GONDA: But Professor, why 30 days and not now because many are asking what have they been doing all this time if it wasn’t talking, if it wasn’t dialogue, what will really change in 30 days?

RAFTOPOULOS: Look, I’m not sure that that’s important. What’s important is that there is a time line. There are 15 days in which they should meet and then 30 days in which some of these issues, I think where there is some agreement on some issues but not on others, can be dealt with. So it’s not so much the exact nature of the time but that there is a time frame in which these things need to be resolved.

GONDA: And of course, Morgan Tsvangirai had said he would not rejoin the coalition until all the outstanding issues had been resolved but it seems he has backtracked. So is he credible if he can’t set deadlines that he can live up to?

RAFTOPOULOS: Look I think he is still credible. I think it was a rash decision of his to make, understandable considering the frustration that he’s been through but rash in the sense that one always knew that the MDC would go back into this Agreement.
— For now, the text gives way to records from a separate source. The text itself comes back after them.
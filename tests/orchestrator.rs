//! Orchestrator Integration Tests
//!
//! End-to-end request processing against the sandbox API with an in-memory
//! audit sink: refusals, plan execution, reference binding, skipped steps
//! and dry-run enforcement.

use std::sync::Arc;

use anyhow::Result;
use async_trait::async_trait;
use chrono::NaiveDate;
use clinflow::adapters::{CompletionBackend, GenerationParams, SandboxApi};
use clinflow::core::{
    AuditSink, AuditTrail, Dispatcher, IntentResolver, MemoryAuditSink, Orchestrator,
    SafetyClassifier,
};
use clinflow::domain::{ArgValue, AuditEvent, AuditKind, PendingRef, ViolationCategory};
use serde_json::json;

struct Harness {
    api: Arc<SandboxApi>,
    sink: Arc<MemoryAuditSink>,
    orchestrator: Orchestrator,
}

fn harness(backend: Option<Arc<dyn CompletionBackend>>) -> Harness {
    let api = Arc::new(SandboxApi::new());
    let sink = Arc::new(MemoryAuditSink::new());
    let orchestrator = Orchestrator::new(
        SafetyClassifier::new(),
        IntentResolver::new(backend),
        Dispatcher::new(api.clone()),
        AuditTrail::new(sink.clone()),
    );
    Harness {
        api,
        sink,
        orchestrator,
    }
}

/// Monday; next business week is 2026-10-26 .. 2026-10-30
fn today() -> NaiveDate {
    NaiveDate::from_ymd_opt(2026, 10, 19).unwrap()
}

fn kinds(events: &[AuditEvent]) -> Vec<AuditKind> {
    events.iter().map(|e| e.kind).collect()
}

/// Backend replying with a fixed completion
struct ScriptedBackend(&'static str);

#[async_trait]
impl CompletionBackend for ScriptedBackend {
    fn name(&self) -> &str {
        "scripted"
    }

    async fn complete(&self, _prompt: &str, _params: &GenerationParams) -> Result<String> {
        Ok(self.0.to_string())
    }
}

struct UnreachableBackend;

#[async_trait]
impl CompletionBackend for UnreachableBackend {
    fn name(&self) -> &str {
        "unreachable"
    }

    async fn complete(&self, _prompt: &str, _params: &GenerationParams) -> Result<String> {
        anyhow::bail!("timed out after 30s")
    }
}

#[tokio::test]
async fn test_patient_search_request() {
    let h = harness(None);
    let response = h
        .orchestrator
        .process_on("Search for patient Ravi Kumar", None, today())
        .await
        .unwrap();

    assert!(response.success);
    assert!(!response.safety_refused);
    let calls = response.function_calls.as_ref().unwrap();
    assert_eq!(calls.len(), 1);
    assert_eq!(calls[0].operation_name, "search_patient");
    assert_eq!(response.results()[0].outcome["total"], json!(1));
    assert_eq!(response.message, "Successfully executed 1 function(s).");
    assert_eq!(response.session_id, h.orchestrator.session_id());

    assert_eq!(
        kinds(&h.sink.events()),
        vec![
            AuditKind::UserRequest,
            AuditKind::SafetyCheck,
            AuditKind::FunctionCall,
            AuditKind::FunctionResult,
            AuditKind::AgentResponse,
        ]
    );
}

#[tokio::test]
async fn test_diagnosis_request_is_refused_before_planning() {
    let h = harness(None);
    let response = h
        .orchestrator
        .process_on("What's wrong with me?", None, today())
        .await
        .unwrap();

    assert!(response.safety_refused);
    assert!(!response.success);
    assert!(response.message.contains("cannot provide medical diagnoses"));
    assert_eq!(
        response.violation_category(),
        Some(ViolationCategory::DiagnosisRequest)
    );
    assert!(response.suggested_action().is_some());
    assert!(response.function_calls.is_none());

    assert_eq!(
        kinds(&h.sink.events()),
        vec![
            AuditKind::UserRequest,
            AuditKind::SafetyViolation,
            AuditKind::AgentResponse,
        ]
    );
}

#[tokio::test]
async fn test_emergency_refusal_points_to_emergency_services() {
    let h = harness(None);
    let response = h
        .orchestrator
        .process_on(
            "Book a cardiology appointment for patient Ravi Kumar, he has chest pain",
            None,
            today(),
        )
        .await
        .unwrap();

    assert!(response.safety_refused);
    assert_eq!(response.violation_category(), Some(ViolationCategory::Emergency));
    assert!(response.suggested_action().unwrap().contains("emergency services"));
    assert!(h.api.appointments().is_empty());
}

#[tokio::test]
async fn test_dry_run_booking_binds_references_and_changes_nothing() {
    let h = harness(None);
    let response = h
        .orchestrator
        .process_on(
            "Schedule a cardiology follow-up for patient Ravi Kumar next week",
            Some(true),
            today(),
        )
        .await
        .unwrap();

    assert!(response.success);
    assert!(response.dry_run);
    assert!(response.message.ends_with("[DRY RUN - No changes made]"));

    let names: Vec<&str> = response
        .results()
        .iter()
        .map(|r| r.operation_name.as_str())
        .collect();
    assert_eq!(
        names,
        vec![
            "search_patient",
            "check_insurance_eligibility",
            "find_available_slots",
            "book_appointment"
        ]
    );

    let insurance = &response.results()[1];
    assert_eq!(insurance.resolved_arguments["patient_id"], json!("P001"));
    assert_eq!(insurance.outcome["isEligible"], json!(true));

    let booking = &response.results()[3];
    assert_eq!(booking.resolved_arguments["patient_id"], json!("P001"));
    assert_eq!(
        booking.resolved_arguments["slot_id"],
        json!("SLOT-CARD-20261026-001")
    );
    assert_eq!(booking.resolved_arguments["dry_run"], json!(true));
    assert_eq!(
        booking.resolved_arguments["reason"],
        json!("Cardiology follow-up")
    );
    assert_eq!(booking.outcome["appointment"]["status"], json!("proposed"));

    // The returned plan is the pre-binding one
    let plan = response.function_calls.as_ref().unwrap();
    assert_eq!(
        plan[3].arguments["patient_id"],
        ArgValue::Pending(PendingRef::PatientId)
    );

    assert!(!h.api.is_booked("SLOT-CARD-20261026-001"));
    assert!(h.api.appointments().is_empty());

    let events = h.sink.events();
    assert!(events.iter().any(|e| e.kind == AuditKind::DryRun));
    assert!(!events.iter().any(|e| e.kind == AuditKind::FunctionCall));
    let booking_call = events
        .iter()
        .find(|e| e.kind == AuditKind::DryRun && e.payload["function_name"] == json!("book_appointment"))
        .unwrap();
    assert_eq!(booking_call.payload["function_arguments"]["dry_run"], json!(true));
}

#[tokio::test]
async fn test_live_booking_marks_slot() {
    let h = harness(None);
    let response = h
        .orchestrator
        .process_on(
            "Book a neurology appointment for patient Sarah Johnson next week",
            None,
            today(),
        )
        .await
        .unwrap();

    assert!(response.success);
    assert!(!response.dry_run);
    let booking = response.results().last().unwrap();
    assert_eq!(booking.operation_name, "book_appointment");
    assert_eq!(booking.resolved_arguments["patient_id"], json!("P002"));
    assert_eq!(booking.outcome["message"], json!("Appointment successfully booked"));
    assert!(h.api.is_booked("SLOT-NEUR-20261026-001"));

    // The same request again gets the next free slot
    let again = h
        .orchestrator
        .process_on(
            "Book a neurology appointment for patient Sarah Johnson next week",
            None,
            today(),
        )
        .await
        .unwrap();
    assert_eq!(
        again.results().last().unwrap().resolved_arguments["slot_id"],
        json!("SLOT-NEUR-20261026-002")
    );
}

#[tokio::test]
async fn test_emergency_past_length_cap_is_refused() {
    let h = harness(None);
    let request = format!(
        "Schedule a cardiology appointment for patient Ravi Kumar next week {}my father has chest pain",
        "please ".repeat(80)
    );
    assert!(request.chars().count() > clinflow::core::DEFAULT_MAX_REQUEST_CHARS);

    let response = h
        .orchestrator
        .process_on(&request, Some(true), today())
        .await
        .unwrap();

    assert!(response.safety_refused);
    assert!(!response.success);
    assert_eq!(response.violation_category(), Some(ViolationCategory::Emergency));
    assert!(response.function_calls.is_none());
    assert_eq!(
        kinds(&h.sink.events()),
        vec![
            AuditKind::UserRequest,
            AuditKind::SafetyViolation,
            AuditKind::AgentResponse,
        ]
    );
}

#[tokio::test]
async fn test_long_safe_request_is_checked_whole_and_resolved_capped() {
    let api = Arc::new(SandboxApi::new());
    let sink = Arc::new(MemoryAuditSink::new());
    let orchestrator = Orchestrator::new(
        SafetyClassifier::new(),
        IntentResolver::deterministic(),
        Dispatcher::new(api),
        AuditTrail::new(sink.clone()),
    )
    .with_max_request_chars(40);

    let request = format!("Search for patient Ravi Kumar {}", "thanks ".repeat(20));
    let response = orchestrator
        .process_on(&request, None, today())
        .await
        .unwrap();

    assert!(response.success);
    assert_eq!(response.results().len(), 1);

    let check = sink
        .events()
        .into_iter()
        .find(|e| e.kind == AuditKind::SafetyCheck)
        .unwrap();
    let checked = check.payload["user_input"].as_str().unwrap();
    assert!(checked.chars().count() > 40);
    assert!(checked.ends_with("thanks"));
}

#[tokio::test]
async fn test_unbound_reference_skips_step() {
    let h = harness(None);
    let response = h
        .orchestrator
        .process_on("Book a neurology appointment next week", Some(false), today())
        .await
        .unwrap();

    assert!(response.success);
    assert_eq!(response.function_calls.as_ref().unwrap().len(), 3);

    let names: Vec<&str> = response
        .results()
        .iter()
        .map(|r| r.operation_name.as_str())
        .collect();
    assert_eq!(names, vec!["find_available_slots"]);
    assert_eq!(response.message, "Successfully executed 1 function(s).");
    assert!(h.api.appointments().is_empty());
}

#[tokio::test]
async fn test_unresolvable_request_asks_for_detail() {
    let h = harness(None);
    let response = h
        .orchestrator
        .process_on("hello there", None, today())
        .await
        .unwrap();

    assert!(!response.success);
    assert!(!response.safety_refused);
    assert!(response.message.starts_with("I couldn't determine which actions"));
    assert!(response.data.is_none());
}

#[tokio::test]
async fn test_dry_run_override_beats_generated_argument() {
    let backend = Arc::new(ScriptedBackend(
        r#"{"function_calls": [
            {"name": "search_patient", "arguments": {"name": "Anita Patel"}},
            {"name": "book_appointment", "arguments": {
                "patient_id": "{{patient_id}}",
                "slot_id": "SLOT-ORTH-20261027-001",
                "reason": "Orthopedics consultation",
                "dry_run": false
            }}
        ]}"#,
    ));
    let h = harness(Some(backend));

    let response = h
        .orchestrator
        .process_on("Book orthopedics for Anita Patel", Some(true), today())
        .await
        .unwrap();

    let booking = &response.results()[1];
    assert_eq!(booking.resolved_arguments["patient_id"], json!("P003"));
    assert_eq!(booking.resolved_arguments["dry_run"], json!(true));
    assert!(!h.api.is_booked("SLOT-ORTH-20261027-001"));
}

#[tokio::test]
async fn test_smuggled_content_and_unknown_operations_are_blocked() {
    let backend = Arc::new(ScriptedBackend(
        r#"{"function_calls": [
            {"name": "search_patient", "arguments": {"name": "Ravi Kumar"}},
            {"name": "delete_patient", "arguments": {"patient_id": "{{patient_id}}"}},
            {"name": "book_appointment", "arguments": {
                "patient_id": "{{patient_id}}",
                "slot_id": "SLOT-CARD-20261026-001",
                "reason": "prescribe me some medication for pain"
            }}
        ]}"#,
    ));
    let h = harness(Some(backend));

    let response = h
        .orchestrator
        .process_on("Book cardiology for Ravi Kumar", None, today())
        .await
        .unwrap();

    assert!(response.success);
    assert_eq!(response.results().len(), 1);
    assert!(!h.api.is_booked("SLOT-CARD-20261026-001"));

    let errors: Vec<AuditEvent> = h
        .sink
        .events()
        .into_iter()
        .filter(|e| e.kind == AuditKind::Error)
        .collect();
    assert_eq!(errors.len(), 2);
    assert!(errors.iter().all(|e| e.payload["error_message"]
        .as_str()
        .unwrap()
        .starts_with("Function call blocked")));
}

#[tokio::test]
async fn test_backend_failure_is_audited_and_recovered() {
    let h = harness(Some(Arc::new(UnreachableBackend)));
    let response = h
        .orchestrator
        .process_on("Search for patient Ravi Kumar", None, today())
        .await
        .unwrap();

    assert!(response.success);
    assert_eq!(response.results().len(), 1);

    let error = h
        .sink
        .events()
        .into_iter()
        .find(|e| e.kind == AuditKind::Error)
        .unwrap();
    assert!(error.payload["error_message"]
        .as_str()
        .unwrap()
        .contains("timed out"));
}

#[tokio::test]
async fn test_sequence_ids_monotonic_across_requests() {
    let h = harness(None);
    h.orchestrator
        .process_on("Search for patient Ravi Kumar", None, today())
        .await
        .unwrap();
    h.orchestrator
        .process_on("What's wrong with me?", None, today())
        .await
        .unwrap();

    let events = h.sink.events();
    let seqs: Vec<u64> = events.iter().map(|e| e.sequence_id).collect();
    let expected: Vec<u64> = (1..=events.len() as u64).collect();
    assert_eq!(seqs, expected);
    assert!(events.iter().all(|e| e.session_id == h.orchestrator.session_id()));

    let summary = h.orchestrator.summary();
    assert_eq!(summary.total_entries, events.len());
    assert_eq!(summary.counts_by_kind[&AuditKind::UserRequest], 2);
    assert_eq!(summary.counts_by_kind[&AuditKind::SafetyViolation], 1);
}

struct BrokenSink;

#[async_trait]
impl AuditSink for BrokenSink {
    fn describe(&self) -> String {
        "broken".to_string()
    }

    async fn append(&self, _event: &AuditEvent) -> Result<()> {
        anyhow::bail!("read-only filesystem")
    }
}

#[tokio::test]
async fn test_audit_sink_failure_is_fatal() {
    let orchestrator = Orchestrator::new(
        SafetyClassifier::new(),
        IntentResolver::deterministic(),
        Dispatcher::new(Arc::new(SandboxApi::new())),
        AuditTrail::new(Arc::new(BrokenSink)),
    );

    let result = orchestrator
        .process_on("Search for patient Ravi Kumar", None, today())
        .await;
    assert!(result.is_err());
}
For the simple reason as I’ve said often enough, the alternatives outside of the GPA are just minimal. So I think that was more a sign of the growing frustration from within the Agreement than a determination to pull out. The suspension, remember was never with the threat of pulling out of the Agreement. It was only as a means of pressure to get the Agreement going. I doubt there was ever any seriousness about pulling out of the Agreement completely and that’s an important distinction to make.

GONDA: And Brian Kagoro, what are your thoughts on this? What does it mean? What are the implications in your view?

BRIAN KAGORO: There are several things that perhaps we need to keep in mind – that there was a review mechanism under the original Agreement of certain aspects. The first was the co-chairing or co-sharing of the Ministry of Home Affairs. SADC had said after the expiration of six months, I think that was the period, if this arrangement was not working it should be brought back to SADC. And then there were of course the usual issues around political appointments. My own sense, I’m not as optimistic as Brian, is that Zanu is moving towards a congress so the political stakes for Zanu are much higher than perhaps we have imagined. It will be important in order to ameliorate the hawkish element in Zanu, for Zanu to seem to be totally in charge and in control within the political accord or this present arrangement. And because the appointments that are an issue essentially represent the interests of two different strong factions in Zanu, I’m doubtful that the establishment is going to recant on those appointments.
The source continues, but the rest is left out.